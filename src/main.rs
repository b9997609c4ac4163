//! # Total Recall CLI (`recall`)
//!
//! The `recall` binary serves the MCP tool surface and provides direct
//! terminal access to the same search pipeline.
//!
//! ## Commands
//!
//! | Command | Description |
//! |---------|-------------|
//! | `recall serve` | Run the MCP stdio server for tool-calling hosts |
//! | `recall search "<query>"` | One-off semantic search printed to stdout |
//! | `recall sources` | Show both conversation sources and their session counts |
//!
//! All commands accept `--config` pointing to a TOML configuration file;
//! when the file does not exist, built-in defaults cover the standard
//! install locations of both stores.

use anyhow::Result;
use clap::{Parser, Subcommand};
use std::path::PathBuf;
use std::sync::Arc;

use total_recall::config::{default_config_path, load_config};
use total_recall::embedding::TractEmbedder;
use total_recall::loader::Loader;
use total_recall::models::Source;
use total_recall::query::{search_conversations, SearchParams};
use total_recall::{logging, mcp, RecallIndex, ToolContext};

/// Total Recall — semantic memory over Kiro conversation history.
#[derive(Parser)]
#[command(
    name = "recall",
    about = "Semantic search over Kiro CLI and IDE conversation history",
    version,
    long_about = "Total Recall indexes your past Kiro CLI and IDE conversations with \
    local embeddings and exposes scoped semantic search, both on the command line and \
    as MCP tools over stdio."
)]
struct Cli {
    /// Path to configuration file (TOML).
    ///
    /// Defaults to `~/.config/kiro-total-recall/config.toml`. A missing
    /// file is fine — defaults cover the standard store locations.
    #[arg(long, global = true)]
    config: Option<PathBuf>,

    #[command(subcommand)]
    command: Commands,
}

#[derive(Subcommand)]
enum Commands {
    /// Start the MCP stdio server.
    ///
    /// Exposes search_project_history, search_global_history,
    /// search_cli_history, and search_ide_history to MCP clients.
    Serve,

    /// Search conversation history from the terminal.
    Search {
        /// The search query.
        query: String,

        /// Restrict to an exact workspace path.
        #[arg(long)]
        workspace: Option<String>,

        /// Restrict to one source: `cli` or `ide`.
        #[arg(long)]
        source: Option<String>,

        /// Only messages on/after this date (ISO 8601, e.g. 2025-01-15).
        #[arg(long)]
        after: Option<String>,

        /// Only messages before this date (ISO 8601).
        #[arg(long)]
        before: Option<String>,

        /// Maximum number of results.
        #[arg(long)]
        limit: Option<usize>,

        /// Minimum similarity in [0, 1].
        #[arg(long)]
        threshold: Option<f32>,
    },

    /// List conversation sources and their session counts.
    Sources,
}

#[tokio::main]
async fn main() -> Result<()> {
    logging::init();
    let cli = Cli::parse();

    let config_path = cli.config.unwrap_or_else(default_config_path);
    let config = Arc::new(load_config(&config_path)?);

    let embedder = Arc::new(TractEmbedder::new(
        &config.embedding.model,
        config.embedding.batch_size,
        config.embedding.cache_path().join("models"),
    ));
    let index = Arc::new(RecallIndex::new(config.clone(), embedder));

    match cli.command {
        Commands::Serve => {
            mcp::serve_stdio(ToolContext::new(index, config)).await?;
        }
        Commands::Search {
            query,
            workspace,
            source,
            after,
            before,
            limit,
            threshold,
        } => {
            let mut params = SearchParams::new(&query, &config);
            params.workspace = workspace;
            params.source = match source.as_deref() {
                Some("cli") => Some(Source::Cli),
                Some("ide") => Some(Source::Ide),
                Some(other) => anyhow::bail!("Unknown source: {other}. Use cli or ide."),
                None => None,
            };
            params.after = after;
            params.before = before;
            if let Some(limit) = limit {
                params.max_results = limit;
            }
            if let Some(threshold) = threshold {
                params.threshold = threshold;
            }

            let response = search_conversations(&index, &params).await?;
            print_results(&response);
        }
        Commands::Sources => {
            print_sources(&config).await;
        }
    }

    Ok(())
}

fn print_results(response: &total_recall::SearchResponse) {
    if response.results.is_empty() {
        println!("No results.");
        println!("{}", response.hint);
        return;
    }

    for (i, result) in response.results.iter().enumerate() {
        let msg = &result.matched_message;
        let date = msg.timestamp.format("%Y-%m-%d %H:%M");
        println!(
            "{}. [{:.2}] {} ({}) {}",
            i + 1,
            result.score,
            msg.role,
            msg.source,
            date
        );
        if !msg.workspace.is_empty() {
            println!("    workspace: {}", msg.workspace);
        }
        println!("    session: {}", msg.session_id);
        println!(
            "    excerpt: \"{}\"",
            msg.content.replace('\n', " ").trim()
        );
        println!();
    }
    println!("{}", response.hint);
    if response.excluded_sessions > 0 {
        println!(
            "(memory limit excluded {} oldest sessions)",
            response.excluded_sessions
        );
    }
}

async fn print_sources(config: &Arc<total_recall::config::Config>) {
    let loader = Loader::new(config.clone());
    let sessions = loader.list_sessions().await;
    let cli_count = sessions.iter().filter(|s| s.source == Source::Cli).count();
    let ide_count = sessions.iter().filter(|s| s.source == Source::Ide).count();

    let cli_path = config
        .sources
        .cli
        .database_path()
        .map(|p| p.display().to_string())
        .unwrap_or_else(|| "(not found)".to_string());

    println!("cli: enabled={} sessions={}", config.sources.cli.enabled, cli_count);
    println!("  database: {cli_path}");
    println!("ide: enabled={} sessions={}", config.sources.ide.enabled, ide_count);
    for pattern in &config.sources.ide.patterns {
        println!("  pattern: {pattern}");
    }
}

---*---

• [Assigned task]
Copy out all of the data. Keep every word unchanged.

• [Finished exercise]
filename src/main.rs
repository b9997609c4ac4163
//! # Total Recall CLI (`recall`)
//!
//! The `recall` binary serves the MCP tool surface and provides direct
//! terminal access to the same search pipeline.
//!
//! ## Commands
//!
//! | Command | Description |
//! |---------|-------------|
//! | `recall serve` | Run the MCP stdio server for tool-calling hosts |
//! | `recall search "<query>"` | One-off semantic search printed to stdout |
//! | `recall sources` | Show both conversation sources and their session counts |
//!
//! All commands accept `--config` pointing to a TOML configuration file;
//! when the file does not exist, built-in defaults cover the standard
//! install locations of both stores.

use anyhow::Result;
use clap::{Parser, Subcommand};
use std::path::PathBuf;
use std::sync::Arc;

use total_recall::config::{default_config_path, load_config};
use total_recall::embedding::TractEmbedder;
use total_recall::loader::Loader;
use total_recall::models::Source;
use total_recall::query::{search_conversations, SearchParams};
use total_recall::{logging, mcp, RecallIndex, ToolContext};

/// Total Recall — semantic memory over Kiro conversation history.
#[derive(Parser)]
#[command(
    name = "recall",
    about = "Semantic search over Kiro CLI and IDE conversation history",
    version,
    long_about = "Total Recall indexes your past Kiro CLI and IDE conversations with \
    local embeddings and exposes scoped semantic search, both on the command line and \
    as MCP tools over stdio."
)]
struct Cli {
    /// Path to configuration file (TOML).
    ///
    /// Defaults to `~/.config/kiro-total-recall/config.toml`. A missing
    /// file is fine — defaults cover the standard store locations.
    #[arg(long, global = true)]
    config: Option<PathBuf>,

    #[command(subcommand)]
    command: Commands,
}

#[derive(Subcommand)]
enum Commands {
    /// Start the MCP stdio server.
    ///
    /// Exposes search_project_history, search_global_history,
    /// search_cli_history, and search_ide_history to MCP clients.
    Serve,

    /// Search conversation history from the terminal.
    Search {
        /// The search query.
        query: String,

        /// Restrict to an exact workspace path.
        #[arg(long)]
        workspace: Option<String>,

        /// Restrict to one source: `cli` or `ide`.
        #[arg(long)]
        source: Option<String>,

        /// Only messages on/after this date (ISO 8601, e.g. 2025-01-15).
        #[arg(long)]
        after: Option<String>,

        /// Only messages before this date (ISO 8601).
        #[arg(long)]
        before: Option<String>,

        /// Maximum number of results.
        #[arg(long)]
        limit: Option<usize>,

        /// Minimum similarity in [0, 1].
        #[arg(long)]
        threshold: Option<f32>,
    },

    /// List conversation sources and their session counts.
    Sources,
}

#[tokio::main]
async fn main() -> Result<()> {
    logging::init();
    let cli = Cli::parse();

    let config_path = cli.config.unwrap_or_else(default_config_path);
    let config = Arc::new(load_config(&config_path)?);

    let embedder = Arc::new(TractEmbedder::new(
        &config.embedding.model,
        config.embedding.batch_size,
        config.embedding.cache_path().join("models"),
    ));
    let index = Arc::new(RecallIndex::new(config.clone(), embedder));

    match cli.command {
        Commands::Serve => {
            mcp::serve_stdio(ToolContext::new(index, config)).await?;
        }
        Commands::Search {
            query,
            workspace,
            source,
            after,
            before,
            limit,
            threshold,
        } => {
            let mut params = SearchParams::new(&query, &config);
            params.workspace = workspace;
            params.source = match source.as_deref() {
                Some("cli") => Some(Source::Cli),
                Some("ide") => Some(Source::Ide),
                Some(other) => anyhow::bail!("Unknown source: {other}. Use cli or ide."),
                None => None,
            };
            params.after = after;
            params.before = before;
            if let Some(limit) = limit {
                params.max_results = limit;
            }
            if let Some(threshold) = threshold {
                params.threshold = threshold;
            }

            let response = search_conversations(&index, &params).await?;
            print_results(&response);
        }
        Commands::Sources => {
            print_sources(&config).await;
        }
    }

    Ok(())
}

fn print_results(response: &total_recall::SearchResponse) {
    if response.results.is_empty() {
        println!("No results.");
        println!("{}", response.hint);
        return;
    }

    for (i, result) in response.results.iter().enumerate() {
        let msg = &result.matched_message;
        let date = msg.timestamp.format("%Y-%m-%d %H:%M");
        println!(
            "{}. [{:.2}] {} ({}) {}",
            i + 1,
            result.score,
            msg.role,
            msg.source,
            date
        );
        if !msg.workspace.is_empty() {
            println!("    workspace: {}", msg.workspace);
        }
        println!("    session: {}", msg.session_id);
        println!(
            "    excerpt: \"{}\"",
            msg.content.replace('\n', " ").trim()
        );
        println!();
    }
    println!("{}", response.hint);
    if response.excluded_sessions > 0 {
        println!(
            "(memory limit excluded {} oldest sessions)",
            response.excluded_sessions
        );
    }
}

async fn print_sources(config: &Arc<total_recall::config::Config>) {
    let loader = Loader::new(config.clone());
    let sessions = loader.list_sessions().await;
    let cli_count = sessions.iter().filter(|s| s.source == Source::Cli).count();
    let ide_count = sessions.iter().filter(|s| s.source == Source::Ide).count();

    let cli_path = config
        .sources
        .cli
        .database_path()
        .map(|p| p.display().to_string())
        .unwrap_or_else(|| "(not found)".to_string());

    println!("cli: enabled={} sessions={}", config.sources.cli.enabled, cli_count);
    println!("  database: {cli_path}");
    println!("ide: enabled={} sessions={}", config.sources.ide.enabled, ide_count);
    for pattern in &config.sources.ide.patterns {
        println!("  pattern: {pattern}");
    }
}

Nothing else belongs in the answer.